Sometimes I think I would have like to traveled across the country in a covered wagon and helped settle the West.  I know I am romanticizing the time period.  It was hard and difficult and lots of people who started out never made it to their destination.  It was especially hard on woman I think.

But the idea of selling what you don’t need and loading up a wagon filled with what you think you’ll need and heading across the plains appeals to me.  My mother’s family did help settle Oklahoma.  I’m not sure of the details but I’ve been told that her grandfather participated in the Oklahoma Land Rush of 1893.  But I don’t know this for a fact. Its on my list of things to research on Ancestry.com.  I do know if he did he would have been 23 years old.

My great-grandfather and his brother came here from Sweden as young boys. I’ve been told 14, 15, maybe 16.    They traveled from their home in Sweden together to come to America.  They originally were indentured servants in Michigan or somewhere to work off the cost of their passage to America.  The story I heard was the family they worked for was mean and they didn’t feel like they would ever work off their debt.  So they ran away.

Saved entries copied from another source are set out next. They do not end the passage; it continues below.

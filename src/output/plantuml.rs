//! PlantUML rendering of projections.
//!
//! Participants and components are referenced through short aliases derived
//! from a SHA-256 digest of their name, so any PHP class name or package
//! name yields a valid PlantUML identifier and the same name always gets
//! the same alias.

use sha2::{Digest, Sha256};
use std::collections::HashSet;
use std::fmt::Write;

use crate::graph::{CallGraph, CallKind, Visibility, WeightedEdge};
use crate::projection::{AggregateView, EdgeDetail, EdgeLabel, SequenceTrace};

/// Stable PlantUML identifier for `name`: `P` + first 4 digest bytes in hex.
pub fn alias(name: &str) -> String {
    let digest = Sha256::digest(name.as_bytes());
    format!("P{}", hex::encode(&digest[..4]))
}

fn visibility_symbol(visibility: Visibility) -> char {
    match visibility {
        Visibility::Public => '+',
        Visibility::Protected => '#',
        Visibility::Private => '-',
    }
}

fn escape(label: &str) -> String {
    label.replace('"', "'")
}

/// Sequence diagram for one trace.
///
/// When `graph` is given, each participant gets a note listing the methods
/// the trace touched on it with their visibility.
pub fn render_sequence(trace: &SequenceTrace, graph: Option<&CallGraph>) -> String {
    let mut out = String::new();
    let _ = writeln!(out, "@startuml");
    let _ = writeln!(out, "title {}", trace.entry);
    let _ = writeln!(out, "autonumber");

    for participant in &trace.participants {
        let _ = writeln!(
            out,
            "participant \"{}\" as {} << (C,#ADD1B2) >>",
            escape(participant),
            alias(participant)
        );
    }

    if let Some(graph) = graph {
        for participant in &trace.participants {
            let mut touched: Vec<String> = trace
                .lines
                .iter()
                .filter(|l| &l.to_class == participant && l.kind != CallKind::Function)
                .map(|l| l.label.clone())
                .collect();
            if participant == &trace.entry.class {
                touched.insert(0, trace.entry.method.clone());
            }
            let mut seen = HashSet::new();
            touched.retain(|method| seen.insert(method.clone()));
            let members: Vec<String> = touched
                .into_iter()
                .filter_map(|method| {
                    let key = crate::graph::MethodKey::new(participant.clone(), method.clone());
                    graph
                        .visibility(&key)
                        .map(|v| format!("{}{}()", visibility_symbol(v), method))
                })
                .collect();
            if !members.is_empty() {
                let _ = writeln!(
                    out,
                    "note over {} : {}",
                    alias(participant),
                    members.join("\\n")
                );
            }
        }
    }

    for line in &trace.lines {
        let arrow = match line.kind {
            CallKind::Constructor => "-->",
            _ => "->",
        };
        let _ = writeln!(
            out,
            "{} {} {} : {}",
            alias(&line.from_class),
            arrow,
            alias(&line.to_class),
            escape(&line.label)
        );
    }

    let _ = writeln!(out, "@enduml");
    out
}

fn edge_label(edge: &WeightedEdge, labels: EdgeLabel) -> String {
    let calls = edge.calls.iter().map(|c| escape(c));
    match labels {
        EdgeLabel::Counts => edge.weight.to_string(),
        EdgeLabel::Names => calls.collect::<Vec<_>>().join("\\n"),
        EdgeLabel::All => std::iter::once(edge.weight.to_string())
            .chain(calls)
            .collect::<Vec<_>>()
            .join("\\n"),
    }
}

/// Component diagram for an aggregate view.
pub fn render_components(view: &AggregateView, title: &str, caption: Option<&str>) -> String {
    let mut out = String::new();
    let _ = writeln!(out, "@startuml");
    if !title.is_empty() {
        let _ = writeln!(out, "title {}", title);
    }

    for node in &view.nodes {
        let _ = writeln!(
            out,
            "component \"{}\\n({} classes)\" as {}",
            escape(&node.name),
            node.class_count,
            alias(&node.name)
        );
    }
    let _ = writeln!(out);

    for edge in &view.edges {
        let (from, to) = (alias(&edge.from), alias(&edge.to));
        match view.detail {
            EdgeDetail::Aggregate => {
                let _ = writeln!(out, "{} --> {} : {}", from, to, edge_label(edge, view.labels));
            }
            EdgeDetail::All => {
                for call in &edge.calls {
                    match view.labels {
                        EdgeLabel::Counts => {
                            let _ = writeln!(out, "{} --> {}", from, to);
                        }
                        EdgeLabel::Names | EdgeLabel::All => {
                            let _ = writeln!(out, "{} --> {} : {}", from, to, escape(call));
                        }
                    }
                }
            }
        }
    }

    if let Some(caption) = caption.filter(|c| !c.is_empty()) {
        let _ = writeln!(out, "caption {}", caption);
    }
    let _ = writeln!(out, "@enduml");
    out
}

#[cfg(test)]
mod tests {
    use super::*;
    use crate::graph::{CallEdge, CallTarget, ComponentGraph, MethodKey, Weighting};
    use crate::projection::{aggregate, sequence, AggregateOptions};

    fn key(s: &str) -> MethodKey {
        s.parse().unwrap()
    }

    #[test]
    fn test_alias_is_stable_and_identifier_safe() {
        let a = alias("App\\Service\\A");
        assert_eq!(a, alias("App\\Service\\A"));
        assert_ne!(a, alias("App\\Service\\B"));
        assert_eq!(a.len(), 9);
        assert!(a.starts_with('P'));
        assert!(a[1..].chars().all(|c| c.is_ascii_hexdigit()));
    }

    #[test]
    fn test_render_sequence() {
        let mut graph = CallGraph::new();
        graph.add_method(key("A::entry"), Visibility::Public);
        graph.add_method(key("B::work"), Visibility::Protected);
        graph.add_call(CallEdge::new(
            key("A::entry"),
            CallTarget::Method(key("B::work")),
            CallKind::Instance,
        ));
        let trace = sequence::project(&graph, &key("A::entry"), 2).unwrap();
        let uml = render_sequence(&trace, Some(&graph));

        assert!(uml.starts_with("@startuml\n"));
        assert!(uml.trim_end().ends_with("@enduml"));
        assert!(uml.contains(&format!("participant \"A\" as {}", alias("A"))));
        assert!(uml.contains(&format!("{} -> {} : work", alias("A"), alias("B"))));
        assert!(uml.contains(&format!("note over {} : #work()", alias("B"))));
        assert!(uml.contains(&format!("note over {} : +entry()", alias("A"))));
    }

    #[test]
    fn test_participant_note_lists_each_method_once() {
        let mut graph = CallGraph::new();
        graph.add_method(key("A::entry"), Visibility::Public);
        graph.add_method(key("B::work"), Visibility::Public);
        graph.add_method(key("B::other"), Visibility::Private);
        for target in ["B::work", "B::other", "B::work"] {
            graph.add_call(CallEdge::new(
                key("A::entry"),
                CallTarget::Method(key(target)),
                CallKind::Instance,
            ));
        }
        let trace = sequence::project(&graph, &key("A::entry"), 2).unwrap();
        let uml = render_sequence(&trace, Some(&graph));
        assert!(uml.contains(&format!("note over {} : +work()\\n-other()\n", alias("B"))));
    }

    fn labelled_view(labels: EdgeLabel, detail: EdgeDetail) -> AggregateView {
        let mut graph = ComponentGraph::new();
        graph.add_member("web", "W");
        graph.add_member("api", "Api");
        graph.add_call("web", "api", key("W::a"), key("Api::x"));
        graph.add_call("web", "api", key("W::a"), key("Api::x"));
        graph.add_call("web", "api", key("W::b"), key("Api::y"));
        aggregate::project(
            &graph,
            &AggregateOptions {
                labels,
                detail,
                ..Default::default()
            },
        )
    }

    #[test]
    fn test_component_edge_labels() {
        let arrow = format!("{} --> {}", alias("web"), alias("api"));

        let uml = render_components(&labelled_view(EdgeLabel::Names, EdgeDetail::Aggregate), "", None);
        assert!(uml.contains(&format!("{} : W::a -> Api::x\\nW::b -> Api::y\n", arrow)));

        let uml = render_components(&labelled_view(EdgeLabel::All, EdgeDetail::Aggregate), "", None);
        assert!(uml.contains(&format!("{} : 3\\nW::a -> Api::x\\nW::b -> Api::y\n", arrow)));

        let uml = render_components(&labelled_view(EdgeLabel::Names, EdgeDetail::All), "", None);
        assert!(uml.contains(&format!("{} : W::a -> Api::x\n", arrow)));
        assert!(uml.contains(&format!("{} : W::b -> Api::y\n", arrow)));

        let uml = render_components(&labelled_view(EdgeLabel::Counts, EdgeDetail::All), "", None);
        assert_eq!(uml.matches(&format!("{}\n", arrow)).count(), 2);
    }

    #[test]
    fn test_render_components() {
        let mut graph = ComponentGraph::new();
        graph.add_member("web", "W");
        graph.add_member("api", "Api");
        graph.add_call("web", "api", key("W::a"), key("Api::x"));
        let view = aggregate::project(
            &graph,
            &AggregateOptions {
                weighting: Weighting::Total,
                ..Default::default()
            },
        );
        let uml = render_components(&view, "System", Some("1 edge"));
        assert!(uml.contains("title System"));
        assert!(uml.contains(&format!("component \"web\\n(1 classes)\" as {}", alias("web"))));
        assert!(uml.contains(&format!("{} --> {} : 1", alias("web"), alias("api"))));
        assert!(uml.contains("caption 1 edge"));
    }
}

Somehow they ended up in Oklahoma.  There he married Emily Boyd.  Emily was born in Texas and both her parents were born in Kentucky.  So I think they probably traveled from Kentucky to Texas in a covered wagon.  Maybe they were a young newly wed couple who set out for Texas and a brand new life together.  I think about them camping along the way.  Cooking their meals, tending to their animals.  I wonder if they were heading to a particular location, did they have friends or relatives going with them or waiting for them in Texas?
When I’ve thought of this the last few days it makes me think of my Aunt Margie. She was my mother’s younger sister and passed away from breast cancer after a long valiant battle.  I remember her telling me she would have loved to travel across the country in a covered wagon.  She told me that more than once.  I can picture her doing those things.  She was a positive outgoing person.  She was proud of her ancestors, she was proud of her family’s struggles and the way they survived.  Their childhood in Oklahoma was hard.  They were poor and often went hungry.  She told me about spending the night with a school friend and thinking her friend’s family was rich.  Why?  Simply because everyone had their own room.  Its hard to have your own room when you’re number 6 of 13.

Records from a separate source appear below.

//! Aggregate projection: weighted component edges, independent of any entry.

use serde::{Deserialize, Serialize};

use crate::graph::{ComponentGraph, WeightedEdge, Weighting};

/// Level the call graph was folded to before projecting.
#[derive(Debug, Clone, Copy, PartialEq, Eq, Default, Serialize, Deserialize)]
#[serde(rename_all = "lowercase")]
pub enum Granularity {
    #[default]
    Component,
    Class,
}

/// Text placed on a component edge.
#[derive(Debug, Clone, Copy, PartialEq, Eq, Default, Serialize, Deserialize)]
#[serde(rename_all = "lowercase")]
pub enum EdgeLabel {
    /// The edge weight
    #[default]
    Counts,
    /// The method pairs behind the edge
    Names,
    /// Weight followed by the method pairs
    All,
}

/// One arrow per component pair, or one arrow per distinct method pair.
#[derive(Debug, Clone, Copy, PartialEq, Eq, Default, Serialize, Deserialize)]
#[serde(rename_all = "lowercase")]
pub enum EdgeDetail {
    #[default]
    Aggregate,
    All,
}

#[derive(Debug, Clone, Copy, PartialEq, Eq, Default, Serialize, Deserialize)]
pub struct AggregateOptions {
    pub granularity: Granularity,
    pub weighting: Weighting,
    /// Keep only the heaviest N edges
    pub max_edges: Option<usize>,
    pub labels: EdgeLabel,
    pub detail: EdgeDetail,
}

impl AggregateOptions {
    fn wants_calls(&self) -> bool {
        self.labels != EdgeLabel::Counts || self.detail == EdgeDetail::All
    }
}

#[derive(Debug, Clone, PartialEq, Eq, Serialize, Deserialize)]
pub struct ComponentNode {
    pub name: String,
    pub class_count: usize,
}

#[derive(Debug, Clone, PartialEq, Eq, Serialize, Deserialize)]
pub struct AggregateView {
    pub granularity: Granularity,
    pub weighting: Weighting,
    pub labels: EdgeLabel,
    pub detail: EdgeDetail,
    /// Sorted by name
    pub nodes: Vec<ComponentNode>,
    /// Heaviest first, ties by (from, to)
    pub edges: Vec<WeightedEdge>,
    /// Edge count before truncation
    pub total_edges: usize,
    pub truncated: bool,
}

pub fn project(graph: &ComponentGraph, options: &AggregateOptions) -> AggregateView {
    let nodes = graph
        .components()
        .into_iter()
        .map(|name| ComponentNode {
            name: name.to_string(),
            class_count: graph.class_count(name),
        })
        .collect();

    let total_edges = graph.edge_count();
    let mut edges = graph.top_edges(options.weighting, options.max_edges);
    if options.wants_calls() {
        for edge in &mut edges {
            if let Some(stats) = graph.edge_stats(&edge.from, &edge.to) {
                edge.calls = stats
                    .signatures()
                    .map(|(from, to)| format!("{} -> {}", from, to))
                    .collect();
            }
        }
    }

    AggregateView {
        granularity: options.granularity,
        weighting: options.weighting,
        labels: options.labels,
        detail: options.detail,
        nodes,
        truncated: edges.len() < total_edges,
        edges,
        total_edges,
    }
}

#[cfg(test)]
mod tests {
    use super::*;
    use crate::graph::MethodKey;

    fn key(s: &str) -> MethodKey {
        s.parse().unwrap()
    }

    fn sample() -> ComponentGraph {
        let mut graph = ComponentGraph::new();
        graph.add_member("web", "Web\\Controller");
        graph.add_member("api", "Api\\Client");
        graph.add_member("api", "Api\\Server");
        graph.add_member("db", "Db\\Conn");
        graph.add_call("web", "api", key("Web\\Controller::a"), key("Api\\Client::x"));
        graph.add_call("web", "api", key("Web\\Controller::a"), key("Api\\Client::x"));
        graph.add_call("api", "db", key("Api\\Server::q"), key("Db\\Conn::run"));
        graph
    }

    #[test]
    fn test_nodes_sorted_with_class_counts() {
        let view = project(&sample(), &AggregateOptions::default());
        let nodes: Vec<(&str, usize)> = view
            .nodes
            .iter()
            .map(|n| (n.name.as_str(), n.class_count))
            .collect();
        assert_eq!(nodes, vec![("api", 2), ("db", 1), ("web", 1)]);
        assert!(!view.truncated);
        assert_eq!(view.edges[0].from, "web");
        assert_eq!(view.edges[0].weight, 2);
    }

    #[test]
    fn test_truncation_flag() {
        let options = AggregateOptions {
            max_edges: Some(1),
            ..Default::default()
        };
        let view = project(&sample(), &options);
        assert_eq!(view.edges.len(), 1);
        assert_eq!(view.total_edges, 2);
        assert!(view.truncated);
    }

    #[test]
    fn test_unique_weighting() {
        let options = AggregateOptions {
            weighting: Weighting::Unique,
            ..Default::default()
        };
        let view = project(&sample(), &options);
        assert!(view.edges.iter().all(|e| e.weight == 1));
        assert_eq!(view.edges[0].from, "api");
    }

    #[test]
    fn test_method_pairs_only_when_labelled_by_name() {
        let counts = project(&sample(), &AggregateOptions::default());
        assert!(counts.edges.iter().all(|e| e.calls.is_empty()));

        let options = AggregateOptions {
            labels: EdgeLabel::Names,
            ..Default::default()
        };
        let view = project(&sample(), &options);
        assert_eq!(view.labels, EdgeLabel::Names);
        assert_eq!(
            view.edges[0].calls,
            vec!["Web\\Controller::a -> Api\\Client::x"]
        );

        let options = AggregateOptions {
            detail: EdgeDetail::All,
            ..Default::default()
        };
        let view = project(&sample(), &options);
        assert_eq!(view.edges[1].calls, vec!["Api\\Server::q -> Db\\Conn::run"]);
    }
}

I love my modern conveniences.  The refrigerator, the freezer, cold air conditioning, the electric stove, microwave, the grocery stores filled with a wide variety of foods.  I can get most fruit any time of the year.  But I think there is something to be said for living a life of self sufficiency.  Building your house from what you find on your land, raising farm animals, planting crops, and hunting.  Of course there was also hard winters, droughts, threats from indians, and sickness with no cure.  It was a hard life, but I believe a satisfying life.